*** Opening TASK INPUT ***

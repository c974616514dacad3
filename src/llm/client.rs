use super::{GeminiClient, OpenAiClient};
use crate::{
    Result,
    config::{LlmConfig, LlmProvider},
};
use async_trait::async_trait;
use std::sync::Arc;

/// A multimodal model that answers a text prompt about one image.
#[async_trait]
pub trait VisionClient: Send + Sync {
    /// Sends `prompt` together with the image and returns the raw answer text.
    async fn generate_with_image(
        &self,
        prompt: &str,
        image: &[u8],
        mime_type: &str,
    ) -> Result<String>;
}

pub fn create_vision_client(config: &LlmConfig) -> Arc<dyn VisionClient> {
    match config.provider {
        LlmProvider::Gemini => Arc::new(GeminiClient::new(config.clone())),
        LlmProvider::Openai => Arc::new(OpenAiClient::new(config.clone())),
    }
}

*** Closing TASK INPUT ***

Copy all of the data exactly.

repository c974616514dacad3
filename src/llm/client.rs
use super::{GeminiClient, OpenAiClient};
use crate::{
    Result,
    config::{LlmConfig, LlmProvider},
};
use async_trait::async_trait;
use std::sync::Arc;

/// A multimodal model that answers a text prompt about one image.
#[async_trait]
pub trait VisionClient: Send + Sync {
    /// Sends `prompt` together with the image and returns the raw answer text.
    async fn generate_with_image(
        &self,
        prompt: &str,
        image: &[u8],
        mime_type: &str,
    ) -> Result<String>;
}

pub fn create_vision_client(config: &LlmConfig) -> Arc<dyn VisionClient> {
    match config.provider {
        LlmProvider::Gemini => Arc::new(GeminiClient::new(config.clone())),
        LlmProvider::Openai => Arc::new(OpenAiClient::new(config.clone())),
    }
}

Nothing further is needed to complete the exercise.